## WHAT IS NEEDED
Every record must be copied exactly.

(THE DATA Opens)

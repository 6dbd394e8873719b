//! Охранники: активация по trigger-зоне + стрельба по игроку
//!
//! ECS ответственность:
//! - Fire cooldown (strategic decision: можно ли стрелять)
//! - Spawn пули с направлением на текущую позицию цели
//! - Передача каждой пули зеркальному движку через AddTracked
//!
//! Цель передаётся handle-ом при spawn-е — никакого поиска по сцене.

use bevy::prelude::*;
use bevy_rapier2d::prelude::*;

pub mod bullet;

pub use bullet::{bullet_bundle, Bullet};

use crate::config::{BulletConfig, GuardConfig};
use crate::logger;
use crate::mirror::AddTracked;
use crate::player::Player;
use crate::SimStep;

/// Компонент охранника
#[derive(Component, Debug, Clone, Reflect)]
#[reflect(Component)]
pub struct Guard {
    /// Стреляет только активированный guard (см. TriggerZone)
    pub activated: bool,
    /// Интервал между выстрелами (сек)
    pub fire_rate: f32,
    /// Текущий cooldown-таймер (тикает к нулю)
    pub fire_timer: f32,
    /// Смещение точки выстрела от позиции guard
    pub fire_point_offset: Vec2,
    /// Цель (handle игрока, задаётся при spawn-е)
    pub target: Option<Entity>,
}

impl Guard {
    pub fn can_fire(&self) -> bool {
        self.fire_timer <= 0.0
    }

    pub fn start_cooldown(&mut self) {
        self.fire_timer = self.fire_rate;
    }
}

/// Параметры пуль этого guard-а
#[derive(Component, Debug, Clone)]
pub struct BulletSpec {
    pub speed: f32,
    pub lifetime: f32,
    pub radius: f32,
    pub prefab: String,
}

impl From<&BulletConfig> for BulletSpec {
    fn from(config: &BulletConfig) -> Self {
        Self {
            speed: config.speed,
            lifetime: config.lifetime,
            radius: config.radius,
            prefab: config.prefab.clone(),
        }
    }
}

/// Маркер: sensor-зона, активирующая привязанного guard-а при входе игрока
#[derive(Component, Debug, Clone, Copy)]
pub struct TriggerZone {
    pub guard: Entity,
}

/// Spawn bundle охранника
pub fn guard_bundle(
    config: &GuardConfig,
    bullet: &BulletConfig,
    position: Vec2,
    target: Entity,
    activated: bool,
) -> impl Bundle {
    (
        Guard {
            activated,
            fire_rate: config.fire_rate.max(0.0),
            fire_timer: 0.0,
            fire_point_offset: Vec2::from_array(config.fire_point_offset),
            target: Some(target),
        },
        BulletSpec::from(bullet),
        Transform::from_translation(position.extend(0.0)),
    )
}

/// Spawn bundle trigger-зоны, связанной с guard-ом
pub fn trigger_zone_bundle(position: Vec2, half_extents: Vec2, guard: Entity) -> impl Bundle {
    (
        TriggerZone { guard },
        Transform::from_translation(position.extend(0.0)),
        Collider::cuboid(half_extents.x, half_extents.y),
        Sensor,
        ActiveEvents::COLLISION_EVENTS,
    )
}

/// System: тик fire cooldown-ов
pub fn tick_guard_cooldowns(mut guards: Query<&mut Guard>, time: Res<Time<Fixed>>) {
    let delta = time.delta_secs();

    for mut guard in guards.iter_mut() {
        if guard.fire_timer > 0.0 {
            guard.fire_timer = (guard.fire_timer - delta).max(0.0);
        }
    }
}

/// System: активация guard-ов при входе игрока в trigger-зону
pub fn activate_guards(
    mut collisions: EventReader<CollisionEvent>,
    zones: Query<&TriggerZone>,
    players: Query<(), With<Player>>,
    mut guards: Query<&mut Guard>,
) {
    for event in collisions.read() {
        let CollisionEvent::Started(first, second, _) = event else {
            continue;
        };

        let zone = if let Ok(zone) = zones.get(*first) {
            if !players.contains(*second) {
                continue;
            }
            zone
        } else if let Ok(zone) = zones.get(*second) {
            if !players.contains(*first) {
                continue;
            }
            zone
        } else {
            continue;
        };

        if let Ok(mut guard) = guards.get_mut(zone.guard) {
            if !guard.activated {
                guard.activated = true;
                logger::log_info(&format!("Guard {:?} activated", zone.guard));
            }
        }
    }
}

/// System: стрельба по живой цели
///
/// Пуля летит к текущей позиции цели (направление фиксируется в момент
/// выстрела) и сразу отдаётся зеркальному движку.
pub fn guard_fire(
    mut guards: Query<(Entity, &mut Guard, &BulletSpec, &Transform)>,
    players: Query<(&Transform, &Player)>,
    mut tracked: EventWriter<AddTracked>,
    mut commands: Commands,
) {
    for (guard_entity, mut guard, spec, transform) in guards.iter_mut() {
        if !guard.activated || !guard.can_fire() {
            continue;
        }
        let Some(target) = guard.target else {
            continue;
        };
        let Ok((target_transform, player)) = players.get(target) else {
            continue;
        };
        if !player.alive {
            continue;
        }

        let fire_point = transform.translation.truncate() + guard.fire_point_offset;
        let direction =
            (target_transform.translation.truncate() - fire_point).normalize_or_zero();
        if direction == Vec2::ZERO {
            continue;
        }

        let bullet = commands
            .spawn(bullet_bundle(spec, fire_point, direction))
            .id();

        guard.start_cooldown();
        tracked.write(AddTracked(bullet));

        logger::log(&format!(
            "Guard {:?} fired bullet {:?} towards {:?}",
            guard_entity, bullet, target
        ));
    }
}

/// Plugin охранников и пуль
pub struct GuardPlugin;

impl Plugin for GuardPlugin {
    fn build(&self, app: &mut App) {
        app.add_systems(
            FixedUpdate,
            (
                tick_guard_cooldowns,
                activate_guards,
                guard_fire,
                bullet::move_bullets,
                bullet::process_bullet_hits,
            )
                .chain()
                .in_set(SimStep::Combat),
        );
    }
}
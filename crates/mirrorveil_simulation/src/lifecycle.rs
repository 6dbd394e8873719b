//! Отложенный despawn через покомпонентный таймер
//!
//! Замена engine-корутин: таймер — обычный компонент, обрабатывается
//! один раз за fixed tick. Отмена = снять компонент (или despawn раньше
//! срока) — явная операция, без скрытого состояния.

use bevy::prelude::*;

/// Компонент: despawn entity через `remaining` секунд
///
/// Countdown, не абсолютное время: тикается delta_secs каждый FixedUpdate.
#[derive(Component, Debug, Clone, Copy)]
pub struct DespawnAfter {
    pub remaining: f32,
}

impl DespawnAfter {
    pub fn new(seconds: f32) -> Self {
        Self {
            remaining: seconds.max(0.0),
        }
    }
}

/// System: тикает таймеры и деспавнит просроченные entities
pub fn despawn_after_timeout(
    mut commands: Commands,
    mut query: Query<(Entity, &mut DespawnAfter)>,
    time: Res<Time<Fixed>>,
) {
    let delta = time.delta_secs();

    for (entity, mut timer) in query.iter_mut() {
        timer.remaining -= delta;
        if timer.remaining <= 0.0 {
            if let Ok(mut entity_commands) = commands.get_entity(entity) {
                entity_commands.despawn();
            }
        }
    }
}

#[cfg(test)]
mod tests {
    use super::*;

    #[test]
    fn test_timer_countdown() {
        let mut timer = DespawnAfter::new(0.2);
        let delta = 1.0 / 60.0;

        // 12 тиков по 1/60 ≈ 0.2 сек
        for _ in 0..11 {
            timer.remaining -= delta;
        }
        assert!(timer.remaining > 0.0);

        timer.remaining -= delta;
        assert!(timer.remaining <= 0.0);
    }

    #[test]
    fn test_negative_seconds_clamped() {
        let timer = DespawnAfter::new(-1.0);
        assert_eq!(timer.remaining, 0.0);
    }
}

(THE DATA Closes)

## RESPONSE BELOW
repository 6dbd394e8873719b
//! Охранники: активация по trigger-зоне + стрельба по игроку
//!
//! ECS ответственность:
//! - Fire cooldown (strategic decision: можно ли стрелять)
//! - Spawn пули с направлением на текущую позицию цели
//! - Передача каждой пули зеркальному движку через AddTracked
//!
//! Цель передаётся handle-ом при spawn-е — никакого поиска по сцене.

use bevy::prelude::*;
use bevy_rapier2d::prelude::*;

pub mod bullet;

pub use bullet::{bullet_bundle, Bullet};

use crate::config::{BulletConfig, GuardConfig};
use crate::logger;
use crate::mirror::AddTracked;
use crate::player::Player;
use crate::SimStep;

/// Компонент охранника
#[derive(Component, Debug, Clone, Reflect)]
#[reflect(Component)]
pub struct Guard {
    /// Стреляет только активированный guard (см. TriggerZone)
    pub activated: bool,
    /// Интервал между выстрелами (сек)
    pub fire_rate: f32,
    /// Текущий cooldown-таймер (тикает к нулю)
    pub fire_timer: f32,
    /// Смещение точки выстрела от позиции guard
    pub fire_point_offset: Vec2,
    /// Цель (handle игрока, задаётся при spawn-е)
    pub target: Option<Entity>,
}

impl Guard {
    pub fn can_fire(&self) -> bool {
        self.fire_timer <= 0.0
    }

    pub fn start_cooldown(&mut self) {
        self.fire_timer = self.fire_rate;
    }
}

/// Параметры пуль этого guard-а
#[derive(Component, Debug, Clone)]
pub struct BulletSpec {
    pub speed: f32,
    pub lifetime: f32,
    pub radius: f32,
    pub prefab: String,
}

impl From<&BulletConfig> for BulletSpec {
    fn from(config: &BulletConfig) -> Self {
        Self {
            speed: config.speed,
            lifetime: config.lifetime,
            radius: config.radius,
            prefab: config.prefab.clone(),
        }
    }
}

/// Маркер: sensor-зона, активирующая привязанного guard-а при входе игрока
#[derive(Component, Debug, Clone, Copy)]
pub struct TriggerZone {
    pub guard: Entity,
}

/// Spawn bundle охранника
pub fn guard_bundle(
    config: &GuardConfig,
    bullet: &BulletConfig,
    position: Vec2,
    target: Entity,
    activated: bool,
) -> impl Bundle {
    (
        Guard {
            activated,
            fire_rate: config.fire_rate.max(0.0),
            fire_timer: 0.0,
            fire_point_offset: Vec2::from_array(config.fire_point_offset),
            target: Some(target),
        },
        BulletSpec::from(bullet),
        Transform::from_translation(position.extend(0.0)),
    )
}

/// Spawn bundle trigger-зоны, связанной с guard-ом
pub fn trigger_zone_bundle(position: Vec2, half_extents: Vec2, guard: Entity) -> impl Bundle {
    (
        TriggerZone { guard },
        Transform::from_translation(position.extend(0.0)),
        Collider::cuboid(half_extents.x, half_extents.y),
        Sensor,
        ActiveEvents::COLLISION_EVENTS,
    )
}

/// System: тик fire cooldown-ов
pub fn tick_guard_cooldowns(mut guards: Query<&mut Guard>, time: Res<Time<Fixed>>) {
    let delta = time.delta_secs();

    for mut guard in guards.iter_mut() {
        if guard.fire_timer > 0.0 {
            guard.fire_timer = (guard.fire_timer - delta).max(0.0);
        }
    }
}

/// System: активация guard-ов при входе игрока в trigger-зону
pub fn activate_guards(
    mut collisions: EventReader<CollisionEvent>,
    zones: Query<&TriggerZone>,
    players: Query<(), With<Player>>,
    mut guards: Query<&mut Guard>,
) {
    for event in collisions.read() {
        let CollisionEvent::Started(first, second, _) = event else {
            continue;
        };

        let zone = if let Ok(zone) = zones.get(*first) {
            if !players.contains(*second) {
                continue;
            }
            zone
        } else if let Ok(zone) = zones.get(*second) {
            if !players.contains(*first) {
                continue;
            }
            zone
        } else {
            continue;
        };

        if let Ok(mut guard) = guards.get_mut(zone.guard) {
            if !guard.activated {
                guard.activated = true;
                logger::log_info(&format!("Guard {:?} activated", zone.guard));
            }
        }
    }
}

/// System: стрельба по живой цели
///
/// Пуля летит к текущей позиции цели (направление фиксируется в момент
/// выстрела) и сразу отдаётся зеркальному движку.
pub fn guard_fire(
    mut guards: Query<(Entity, &mut Guard, &BulletSpec, &Transform)>,
    players: Query<(&Transform, &Player)>,
    mut tracked: EventWriter<AddTracked>,
    mut commands: Commands,
) {
    for (guard_entity, mut guard, spec, transform) in guards.iter_mut() {
        if !guard.activated || !guard.can_fire() {
            continue;
        }
        let Some(target) = guard.target else {
            continue;
        };
        let Ok((target_transform, player)) = players.get(target) else {
            continue;
        };
        if !player.alive {
            continue;
        }

        let fire_point = transform.translation.truncate() + guard.fire_point_offset;
        let direction =
            (target_transform.translation.truncate() - fire_point).normalize_or_zero();
        if direction == Vec2::ZERO {
            continue;
        }

        let bullet = commands
            .spawn(bullet_bundle(spec, fire_point, direction))
            .id();

        guard.start_cooldown();
        tracked.write(AddTracked(bullet));

        logger::log(&format!(
            "Guard {:?} fired bullet {:?} towards {:?}",
            guard_entity, bullet, target
        ));
    }
}

/// Plugin охранников и пуль
pub struct GuardPlugin;

impl Plugin for GuardPlugin {
    fn build(&self, app: &mut App) {
        app.add_systems(
            FixedUpdate,
            (
                tick_guard_cooldowns,
                activate_guards,
                guard_fire,
                bullet::move_bullets,
                bullet::process_bullet_hits,
            )
                .chain()
                .in_set(SimStep::Combat),
        );
    }
}
filename crates/mirrorveil_simulation/src/lifecycle.rs
repository 6dbd394e8873719b
//! Отложенный despawn через покомпонентный таймер
//!
//! Замена engine-корутин: таймер — обычный компонент, обрабатывается
//! один раз за fixed tick. Отмена = снять компонент (или despawn раньше
//! срока) — явная операция, без скрытого состояния.

use bevy::prelude::*;

/// Компонент: despawn entity через `remaining` секунд
///
/// Countdown, не абсолютное время: тикается delta_secs каждый FixedUpdate.
#[derive(Component, Debug, Clone, Copy)]
pub struct DespawnAfter {
    pub remaining: f32,
}

impl DespawnAfter {
    pub fn new(seconds: f32) -> Self {
        Self {
            remaining: seconds.max(0.0),
        }
    }
}

/// System: тикает таймеры и деспавнит просроченные entities
pub fn despawn_after_timeout(
    mut commands: Commands,
    mut query: Query<(Entity, &mut DespawnAfter)>,
    time: Res<Time<Fixed>>,
) {
    let delta = time.delta_secs();

    for (entity, mut timer) in query.iter_mut() {
        timer.remaining -= delta;
        if timer.remaining <= 0.0 {
            if let Ok(mut entity_commands) = commands.get_entity(entity) {
                entity_commands.despawn();
            }
        }
    }
}

#[cfg(test)]
mod tests {
    use super::*;

    #[test]
    fn test_timer_countdown() {
        let mut timer = DespawnAfter::new(0.2);
        let delta = 1.0 / 60.0;

        // 12 тиков по 1/60 ≈ 0.2 сек
        for _ in 0..11 {
            timer.remaining -= delta;
        }
        assert!(timer.remaining > 0.0);

        timer.remaining -= delta;
        assert!(timer.remaining <= 0.0);
    }

    #[test]
    fn test_negative_seconds_clamped() {
        let timer = DespawnAfter::new(-1.0);
        assert_eq!(timer.remaining, 0.0);
    }
}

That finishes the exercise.